> **Records provided**
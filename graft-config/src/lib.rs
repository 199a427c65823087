//! Domain-driven configuration management for graft
//!
//! This crate provides modular configuration split by functional domains,
//! with validation, defaults, and environment variable support.

pub mod error;
pub mod loader;
pub mod validation;

// Domain-specific configuration modules
pub mod domains;

// Re-export main types
pub use error::{ConfigError, ConfigResult};
pub use loader::ConfigLoader;
pub use validation::Validatable;

// Re-export domain configurations
pub use domains::{
    logging::{LogFormat, LogLevel, LoggingConfig},
    session::SessionConfig,
    GraftConfig,
};

// Re-export utilities
pub use domains::utils::serde_duration_ms;
//! Reference engine served by `graft remote`
//!
//! A small array-language flavoured environment: global variables, a
//! handful of numeric functions, an interruptible `pause`, a `stats`
//! namespace and a `Counter` class for exercising object proxies.

use std::collections::HashMap;
use std::time::Duration;

use async_trait::async_trait;
use graft_core::{Complex, Matrix, SparseMatrix, Value};
use graft_ipc::AUTO_NARGOUT;
use parking_lot::Mutex;
use tokio::time::Instant;

use crate::engine::{render, CallContext, Engine, Kwargs, NativeObject, ObjectRef, RemoteValue};
use crate::error::{RemoteFailure, RemoteResult};

const FUNCTIONS: &[(&str, &str)] = &[
    ("eval", "eval(code) evaluates a literal, a variable name or an assignment."),
    ("identity", "identity(x, ...) returns its arguments unchanged."),
    ("sum", "sum(x) adds up all elements of x."),
    ("size", "size(x) returns the dimensions of x."),
    ("numel", "numel(x) returns the number of elements of x."),
    ("max", "[m, i] = max(x) returns the largest element and its 1-based position."),
    ("issparse", "issparse(x) is true for sparse matrices."),
    ("sparse", "sparse(x) converts to sparse storage; sparse(m, n) is an empty m-by-n matrix."),
    ("full", "full(x) converts a sparse matrix to dense storage."),
    ("error", "error(identifier, message) raises an error."),
    ("disp", "disp(x) prints x."),
    ("pause", "pause(seconds) waits, and can be interrupted."),
    ("help", "help(name) returns the documentation of name."),
    ("what", "what(namespace) lists the members of a namespace."),
    ("Counter", "Counter(step) creates a counter that advances by step."),
    ("stats.mean", "stats.mean(x) is the arithmetic mean of x."),
    ("stats.var", "stats.var(x) is the sample variance of x."),
];

const COUNTER_METHODS: &[(&str, &str)] = &[
    ("copy", "copy() returns an independent counter with the same state."),
    ("increment", "increment(by) advances the count by `by`, or by step."),
    ("reset", "reset() sets the count back to zero."),
];

const PAUSE_SLICE: Duration = Duration::from_millis(10);

/// Most outputs `size` pads to past the number of dimensions
const MAX_SIZE_OUTPUTS: usize = 32;

/// The engine behind `graft remote`
#[derive(Debug, Default)]
pub struct BuiltinEngine {
    globals: HashMap<String, RemoteValue>,
}

impl BuiltinEngine {
    pub fn new() -> Self {
        Self::default()
    }

    fn eval(&mut self, code: &str) -> RemoteResult<RemoteValue> {
        let code = code.trim();
        let quiet = code.ends_with(';');
        let statement = code.trim_end_matches(';').trim();
        if statement.is_empty() {
            return Ok(Value::Null);
        }

        if let Some((lhs, rhs)) = statement.split_once('=') {
            let lhs = lhs.trim();
            if is_identifier(lhs) && !rhs.starts_with('=') {
                let value = self.expression(rhs.trim())?;
                self.globals.insert(lhs.to_string(), value);
                return Ok(Value::Null);
            }
        }

        let value = self.expression(statement)?;
        Ok(if quiet { Value::Null } else { value })
    }

    fn expression(&self, text: &str) -> RemoteResult<RemoteValue> {
        if let Ok(number) = text.parse::<f64>() {
            return Ok(Value::Float(number));
        }
        match text {
            "true" => return Ok(Value::Bool(true)),
            "false" => return Ok(Value::Bool(false)),
            "[]" => return Ok(Value::Null),
            _ => {}
        }
        for quote in ['\'', '"'] {
            if let Some(inner) = text
                .strip_prefix(quote)
                .and_then(|rest| rest.strip_suffix(quote))
            {
                return Ok(Value::Str(inner.to_string()));
            }
        }
        if is_identifier(text) {
            return self.get_global(text);
        }
        Err(RemoteFailure::bad_argument(format!(
            "Cannot evaluate '{}'",
            text
        )))
    }
}
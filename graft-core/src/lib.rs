//! # graft-core
//!
//! Value model and value codec shared by the master and remote sides of a
//! graft session.
//!
//! - [`value`]: the [`Value`] union, generic over how each peer represents
//!   remote objects and functions
//! - [`matrix`]: dense and sparse numeric arrays
//! - [`wire`]: the format-neutral [`Wire`] tree and [`Handle`]
//! - [`format`]: JSON and CBOR message formats
//! - [`codec`]: recursive [`Value`] to [`Wire`] conversion

pub mod codec;
pub mod error;
pub mod format;
pub mod matrix;
pub mod value;
pub mod wire;

pub use codec::{NoReferences, RefKey, References, ValueCodec};
pub use error::{CodecError, CodecResult};
pub use format::{MessageFormat, PayloadEncoding};
pub use matrix::{Complex, DType, Element, Matrix, SparseMatrix};
pub use value::Value;
pub use wire::{Handle, Wire};
//! Inter-process communication for graft
//!
//! This crate provides the request/response protocol and the framed
//! transport used between the master and the remote engine.

pub mod error;
pub mod protocol;
pub mod transport;

// Re-export commonly used types
pub use error::IpcError;
pub use protocol::{identifiers, CallTarget, ErrorReply, Request, Response, StackFrame, AUTO_NARGOUT};
pub use transport::{format_address, parse_address, FramedTransport, IpcTransport, TcpTransport};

> **Task item**
Your task is to retype the entries verbatim, starting with the line that holds "const PAUSE_SLICE: Duration" and stopping after the line that holds "let code = code.trim();".

> **Output**
const PAUSE_SLICE: Duration = Duration::from_millis(10);

/// Most outputs `size` pads to past the number of dimensions
const MAX_SIZE_OUTPUTS: usize = 32;

/// The engine behind `graft remote`
#[derive(Debug, Default)]
pub struct BuiltinEngine {
    globals: HashMap<String, RemoteValue>,
}

impl BuiltinEngine {
    pub fn new() -> Self {
        Self::default()
    }

    fn eval(&mut self, code: &str) -> RemoteResult<RemoteValue> {
        let code = code.trim();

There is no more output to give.